▶ [PROVIDED MATERIAL]:
use secrecy::{ExposeSecret, SecretString};

use super::signature::{self, SignatureError, SignatureHeader};

/// Trait for verifying webhook signatures
///
/// Verification is synchronous and CPU-bound, so implementations can be
/// shared behind an `Arc` and called from any request task.
pub trait WebhookVerifier: Send + Sync {
    /// Verify the signature header against the raw request body
    ///
    /// # Arguments
    ///
    /// * `signature` - The `X-Hub-Signature` header value, if present
    /// * `payload` - The raw webhook payload bytes, exactly as received
    fn verify(&self, signature: Option<&str>, payload: &[u8]) -> Result<(), SignatureError>;

    /// Whether this verifier actually checks signatures
    fn is_enforcing(&self) -> bool {
        true
    }

    /// Whether a usable secret is available
    fn is_configured(&self) -> bool {
        true
    }
}

/// Verifier used until a secret is configured; rejects every delivery
#[derive(Debug, Clone, Copy, Default)]
pub struct RejectAll;

impl WebhookVerifier for RejectAll {
    fn verify(&self, signature: Option<&str>, _payload: &[u8]) -> Result<(), SignatureError> {
        SignatureHeader::parse(signature)?;
        tracing::warn!("No webhook secret configured - delivery rejected");
        Err(SignatureError::SignatureMismatch)
    }

    fn is_configured(&self) -> bool {
        false
    }
}

/// No-op verifier that accepts all webhooks
///
/// **WARNING:** This verifier accepts ALL webhooks without verification.
/// Only use it for local development against a tunnel you control.
#[derive(Debug, Clone, Copy, Default)]
pub struct NoVerification;

impl WebhookVerifier for NoVerification {
    fn verify(&self, _signature: Option<&str>, _payload: &[u8]) -> Result<(), SignatureError> {
        tracing::warn!("NoVerification webhook verifier used - delivery accepted without verification");
        Ok(())
    }

    fn is_enforcing(&self) -> bool {
        false
    }
}

/// HMAC-SHA1 verifier for GitHub's `X-Hub-Signature` header
///
/// The secret is stored as a [`SecretString`] so it never shows up in debug
/// output or logs. An empty secret signs nothing: with it every delivery is
/// rejected, since anyone can compute an HMAC under an empty key.
///
/// # Example
///
/// ```rust
/// use hubhook::webhooks::{HmacSha1Verifier, WebhookVerifier, signature};
///
/// let verifier = HmacSha1Verifier::new("topsecret");
/// let body = br#"{"zen":"test"}"#;
/// let header = signature::sign(b"topsecret", body);
///
/// assert!(verifier.verify(Some(header.as_str()), body).is_ok());
/// ```
#[derive(Debug, Clone)]
pub struct HmacSha1Verifier {
    secret: SecretString,
}

impl HmacSha1Verifier {
    pub fn new(secret: impl Into<String>) -> Self {
        Self {
            secret: SecretString::new(secret.into()),
        }
    }

    pub fn from_secret(secret: SecretString) -> Self {
        Self { secret }
    }
}

impl WebhookVerifier for HmacSha1Verifier {
    fn verify(&self, signature: Option<&str>, payload: &[u8]) -> Result<(), SignatureError> {
        if !self.is_configured() {
            return RejectAll.verify(signature, payload);
        }

        let result = signature::check(self.secret.expose_secret().as_bytes(), signature, payload);

        if let Err(ref e) = result {
            tracing::debug!(reason = %e, "Webhook signature verification failed");
        }

        result
    }

    fn is_configured(&self) -> bool {
        !self.secret.expose_secret().is_empty()
    }
}

#[cfg(test)]
mod tests {
    use super::*;
    use std::sync::Arc;

    #[test]
    fn test_hmac_verifier_accepts_valid_signature() {
        let verifier = HmacSha1Verifier::new("my-webhook-secret");
        let payload = br#"{"action":"opened"}"#;
        let header = signature::sign(b"my-webhook-secret", payload);

        assert_eq!(verifier.verify(Some(header.as_str()), payload), Ok(()));
        assert!(verifier.is_enforcing());
    }

    #[test]
    fn test_hmac_verifier_rejects_wrong_secret() {
        let payload = b"test payload";
        let header = signature::sign(b"secret1", payload);

        let verifier = HmacSha1Verifier::new("secret2");
        assert_eq!(
            verifier.verify(Some(header.as_str()), payload),
            Err(SignatureError::SignatureMismatch)
        );
    }

    #[test]
    fn test_hmac_verifier_propagates_header_errors() {
        let verifier = HmacSha1Verifier::new("secret");

        assert_eq!(verifier.verify(None, b"x"), Err(SignatureError::MissingSignature));
        assert_eq!(
            verifier.verify(Some("garbage"), b"x"),
            Err(SignatureError::MalformedSignatureHeader)
        );
        assert_eq!(
            verifier.verify(Some("sha256=00"), b"x"),
            Err(SignatureError::UnsupportedAlgorithm("sha256".to_string()))
        );
    }

    #[test]
    fn test_debug_output_redacts_secret() {
        let verifier = HmacSha1Verifier::new("super-secret-value");
        let debug = format!("{:?}", verifier);
        assert!(!debug.contains("super-secret-value"));
    }

    #[test]
    fn test_no_verification_accepts_everything() {
        let verifier = NoVerification;

        assert!(verifier.verify(None, b"any payload").is_ok());
        assert!(verifier.verify(Some("sha1=bogus"), b"").is_ok());
        assert!(!verifier.is_enforcing());
    }

    #[test]
    fn test_empty_secret_rejects_empty_key_signature() {
        let verifier = HmacSha1Verifier::new("");
        let header = signature::sign(b"", b"forged");

        assert_eq!(
            verifier.verify(Some(header.as_str()), b"forged"),
            Err(SignatureError::SignatureMismatch)
        );
        assert!(!verifier.is_configured());
    }

    #[test]
    fn test_reject_all() {
        let header = signature::sign(b"", b"{}");

        assert_eq!(RejectAll.verify(Some(header.as_str()), b"{}"), Err(SignatureError::SignatureMismatch));
        assert_eq!(RejectAll.verify(None, b"{}"), Err(SignatureError::MissingSignature));
        assert!(RejectAll.is_enforcing());
        assert!(!RejectAll.is_configured());
    }

    #[test]
    fn test_verifier_as_dyn_trait() {
        let verifier: Arc<dyn WebhookVerifier> = Arc::new(HmacSha1Verifier::new("arc-secret"));
        let header = signature::sign(b"arc-secret", b"arc-test");
        assert!(verifier.verify(Some(header.as_str()), b"arc-test").is_ok());
    }
}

▶ [TO DO]: Select the lines from the entries that include the word "request".

▶ [RESPONSE TO THE TASK]:
/// shared behind an `Arc` and called from any request task.
    /// Verify the signature header against the raw request body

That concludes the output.